* Exercise aim *
The only thing to send back is the number of lines below that hold the string "Serialize".

* Record excerpts *

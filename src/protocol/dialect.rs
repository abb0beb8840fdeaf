use num_enum::TryFromPrimitive;
use serde::{Deserialize, Serialize};

#[repr(u16)]
#[derive(Debug, Eq, PartialEq, TryFromPrimitive, Serialize, Deserialize, Copy, Clone, Ord, PartialOrd, Default)]
#[allow(non_camel_case_types)]
pub enum SMBDialect {
    V2_0_2 = 0x202,
    V2_1_0 = 0x210,
    V3_0_0 = 0x300,
    V3_0_2 = 0x302,
    V3_1_1 = 0x311,
    #[default]
    V2_X_X = 0x2FF
}

/// The protocol generation a session negotiated.
///
/// SMB1 sessions format oplock breaks as `LOCKING_ANDX` requests, SMB2+
/// sessions use the dedicated oplock break notification.
#[derive(Debug, Eq, PartialEq, Serialize, Deserialize, Copy, Clone)]
pub enum SMBProtocol {
    Smb1,
    Smb2(SMBDialect),
}

#[cfg(test)]
mod tests {
    use super::*;

    #[test]
    fn dialect_wire_values() {
        assert_eq!(SMBDialect::V2_0_2 as u16, 0x0202);
        assert_eq!(SMBDialect::V2_1_0 as u16, 0x0210);
        assert_eq!(SMBDialect::V3_0_0 as u16, 0x0300);
        assert_eq!(SMBDialect::V3_1_1 as u16, 0x0311);
        assert_eq!(SMBDialect::V2_X_X as u16, 0x02FF);
    }

    #[test]
    fn dialects_order_by_revision() {
        assert!(SMBDialect::V2_0_2 < SMBDialect::V2_1_0);
        assert!(SMBDialect::V2_1_0 < SMBDialect::V3_0_0);
        assert!(SMBDialect::V3_0_2 < SMBDialect::V3_1_1);
        assert_eq!(SMBDialect::try_from_primitive(0x0302).unwrap(), SMBDialect::V3_0_2);
    }
}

* Output of the task *
3